TU‐FF‐A2‐02: Beam‐Weight Optimization for the Field‐In‐Field Treatment‐Planning Technique Using Fuzzy Logic

Purpose: The field‐in‐field treatment‐planning technique is commonly used in tangential‐field irradiation of breast cancer, but it can also applied to other sites, eliminating the need for wedge filters in the treatment plan. The purpose of this work is to investigate an efficient and reliable method that employs fuzzy logic to optimize the beam weights for treatment plans that utilize the field‐in‐field treatment‐planning strategy. Method and Materials: Three tumor sites were considered, one in the breast, one in the brain, and one at the skull base. Four beam segments were used for the breast plan, and 8 segments were employed in the brain and skull‐base plans. The Pinnacle 3 treatment‐planning system was used to design the beam apertures in all cases. The dose per monitor unit (MU) delivered by each beam separately, calculated at a selection of points within the target volume using the Pinnacle 3 planning system, served as input to the optimization procedure. In the optimization process, relative cold‐ and hot‐spot volumes within the target were defined as fuzzy variables. Development of a fuzzy rule set to determine how to adjust the number of MU delivered through each segment was simplified by dividing the target volume into sub‐volumes associated with each beam segment.
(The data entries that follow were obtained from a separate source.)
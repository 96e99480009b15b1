//! Style Snapshot
//!
//! Every layout-relevant property of one node. A snapshot is read-only for
//! the duration of a measure + layout pass; callers replace it through
//! [`LayoutTree::set_style`](crate::LayoutTree::set_style) between passes.

use serde::{Deserialize, Serialize};

use crate::Axis;

// ============================================================================
// Keywords
// ============================================================================

/// Display type
#[derive(Debug, Clone, Copy, Default, PartialEq, Eq, Hash, Serialize, Deserialize)]
pub enum Display {
    #[default]
    Flex,
    None,
}

/// Positioning scheme
#[derive(Debug, Clone, Copy, Default, PartialEq, Eq, Hash, Serialize, Deserialize)]
pub enum Position {
    #[default]
    Relative,
    Absolute,
    Fixed,
}

/// Flex direction
#[derive(Debug, Clone, Copy, Default, PartialEq, Eq, Hash, Serialize, Deserialize)]
pub enum FlexDirection {
    #[default]
    Row,
    RowReverse,
    Column,
    ColumnReverse,
}

impl FlexDirection {
    pub fn is_row(&self) -> bool {
        matches!(self, Self::Row | Self::RowReverse)
    }

    pub fn is_reversed(&self) -> bool {
        matches!(self, Self::RowReverse | Self::ColumnReverse)
    }

    /// The axis items flow along
    pub fn main_axis(&self) -> Axis {
        if self.is_row() { Axis::Horizontal } else { Axis::Vertical }
    }
}

/// Flex wrap
#[derive(Debug, Clone, Copy, Default, PartialEq, Eq, Hash, Serialize, Deserialize)]
pub enum FlexWrap {
    #[default]
    Nowrap,
    Wrap,
    WrapReverse,
}

impl FlexWrap {
    pub fn is_wrapping(&self) -> bool {
        !matches!(self, Self::Nowrap)
    }
}

/// Justify content (main axis)
#[derive(Debug, Clone, Copy, Default, PartialEq, Eq, Hash, Serialize, Deserialize)]
pub enum JustifyContent {
    #[default]
    FlexStart,
    FlexEnd,
    Center,
    SpaceBetween,
    SpaceAround,
}

/// Align items / align self (cross axis)
#[derive(Debug, Clone, Copy, Default, PartialEq, Eq, Hash, Serialize, Deserialize)]
pub enum AlignItems {
    FlexStart,
    FlexEnd,
    Center,
    #[default]
    Stretch,
}

// ============================================================================
// Edges
// ============================================================================

/// Edge sizes (top, right, bottom, left)
#[derive(Debug, Clone, Copy, Default, PartialEq, Eq, Hash, Serialize, Deserialize)]
pub struct Edges {
    pub top: i32,
    pub right: i32,
    pub bottom: i32,
    pub left: i32,
}

impl Edges {
    pub fn new(top: i32, right: i32, bottom: i32, left: i32) -> Self {
        Self { top, right, bottom, left }
    }

    /// Same value on every side
    pub fn all(value: i32) -> Self {
        Self::new(value, value, value, value)
    }

    /// Leading edge (left or top)
    pub fn start(&self, axis: Axis) -> i32 {
        axis.pick(self.left, self.top)
    }

    /// Trailing edge (right or bottom)
    pub fn end(&self, axis: Axis) -> i32 {
        axis.pick(self.right, self.bottom)
    }

    pub fn sum(&self, axis: Axis) -> i32 {
        self.start(axis) + self.end(axis)
    }
}

// ============================================================================
// Style
// ============================================================================

/// Layout-relevant style of one node
#[derive(Debug, Clone, Copy, Default, PartialEq, Serialize, Deserialize)]
#[serde(default)]
pub struct Style {
    pub display: Display,
    pub position: Position,

    // Container
    pub direction: FlexDirection,
    pub wrap: FlexWrap,
    pub justify_content: JustifyContent,
    pub align_items: AlignItems,

    // Item
    /// Grow factor; 0 means "do not grow"
    pub flex: f32,
    /// Sort key among in-flow siblings
    pub order: i32,
    /// Overrides the container's `align_items`; `None` is `auto`
    pub align_self: Option<AlignItems>,

    // Box model
    pub width: Option<i32>,
    pub height: Option<i32>,
    pub min_width: i32,
    pub min_height: i32,
    pub max_width: Option<i32>,
    pub max_height: Option<i32>,
    pub margin: Edges,
    pub padding: Edges,
    /// Uniform border width
    pub border_width: i32,

    // Offsets, only meaningful for absolute/fixed
    pub left: Option<i32>,
    pub right: Option<i32>,
    pub top: Option<i32>,
    pub bottom: Option<i32>,
}

impl Style {
    pub fn is_displayed(&self) -> bool {
        self.display == Display::Flex
    }

    /// Grow factor, never negative
    pub fn flex_factor(&self) -> f32 {
        if self.flex > 0.0 { self.flex } else { 0.0 }
    }

    /// Effective cross-axis alignment of this item inside `container`
    pub fn alignment_in(&self, container: &Style) -> AlignItems {
        self.align_self.unwrap_or(container.align_items)
    }

    pub fn size(&self, axis: Axis) -> Option<i32> {
        axis.pick(self.width, self.height)
    }

    pub fn min_size(&self, axis: Axis) -> i32 {
        axis.pick(self.min_width, self.min_height)
    }

    pub fn max_size(&self, axis: Axis) -> Option<i32> {
        axis.pick(self.max_width, self.max_height)
    }

    /// Clamp `value` into `[min, max]`; min wins when they conflict
    pub fn clamp_exact(&self, axis: Axis, value: i32) -> i32 {
        let value = match self.max_size(axis) {
            Some(max) => value.min(max),
            None => value,
        };
        value.max(self.min_size(axis)).max(0)
    }

    /// Like [`clamp_exact`](Self::clamp_exact), but an explicit size replaces `value`
    pub fn clamp(&self, axis: Axis, value: i32) -> i32 {
        self.clamp_exact(axis, self.size(axis).unwrap_or(value))
    }

    /// Padding on both sides plus border on both sides
    pub fn box_extent(&self, axis: Axis) -> i32 {
        self.padding.sum(axis) + self.border_width * 2
    }

    /// Offset of the content box from the border box's leading edge
    pub fn content_start(&self, axis: Axis) -> i32 {
        self.padding.start(axis) + self.border_width
    }

    /// `left` or `top`
    pub fn inset_start(&self, axis: Axis) -> Option<i32> {
        axis.pick(self.left, self.top)
    }

    /// `right` or `bottom`
    pub fn inset_end(&self, axis: Axis) -> Option<i32> {
        axis.pick(self.right, self.bottom)
    }
}

#[cfg(test)]
mod tests {
    use super::*;

    #[test]
    fn test_defaults() {
        let style = Style::default();
        assert!(style.is_displayed());
        assert_eq!(style.direction, FlexDirection::Row);
        assert_eq!(style.align_items, AlignItems::Stretch);
        assert_eq!(style.width, None);
        assert_eq!(style.min_width, 0);
    }

    #[test]
    fn test_clamp_prefers_explicit_size() {
        let style = Style { width: Some(80), ..Default::default() };
        assert_eq!(style.clamp(Axis::Horizontal, 10), 80);
        assert_eq!(style.clamp_exact(Axis::Horizontal, 10), 10);
    }

    #[test]
    fn test_min_wins_over_max() {
        let style = Style {
            min_height: 50,
            max_height: Some(20),
            ..Default::default()
        };
        assert_eq!(style.clamp(Axis::Vertical, 30), 50);
    }

    #[test]
    fn test_clamp_never_negative() {
        let style = Style { width: Some(-40), ..Default::default() };
        assert_eq!(style.clamp(Axis::Horizontal, 0), 0);
    }

    #[test]
    fn test_box_extent() {
        let style = Style {
            padding: Edges::new(1, 2, 3, 4),
            border_width: 5,
            ..Default::default()
        };
        assert_eq!(style.box_extent(Axis::Horizontal), 16);
        assert_eq!(style.box_extent(Axis::Vertical), 14);
        assert_eq!(style.content_start(Axis::Horizontal), 9);
        assert_eq!(style.content_start(Axis::Vertical), 6);
    }

    #[test]
    fn test_negative_flex_ignored() {
        let style = Style { flex: -2.0, ..Default::default() };
        assert_eq!(style.flex_factor(), 0.0);
    }

    #[test]
    fn test_direction_axes() {
        assert_eq!(FlexDirection::ColumnReverse.main_axis(), Axis::Vertical);
        assert!(FlexDirection::RowReverse.is_reversed());
        assert!(!FlexDirection::Column.is_reversed());
    }
}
The change in the number of MU was a fuzzy variable, which was de‐fuzzified using the center‐of‐mass method. Results: The field‐in‐field plans developed using fuzzy logic were comparable to standard plans employing wedges developed by experienced dosimetrists. The fuzzy optimization was also fast, requiring only seconds to complete. For both the fuzzy‐optimized and standard plans, the relative cold‐spot volume within the target was between 0 and about 6%, and the hot‐spot volume was less than 1%. Conclusion: Fuzzy optimization theory can be successfully applied to optimize the beam weights for field‐in‐field treatment planning.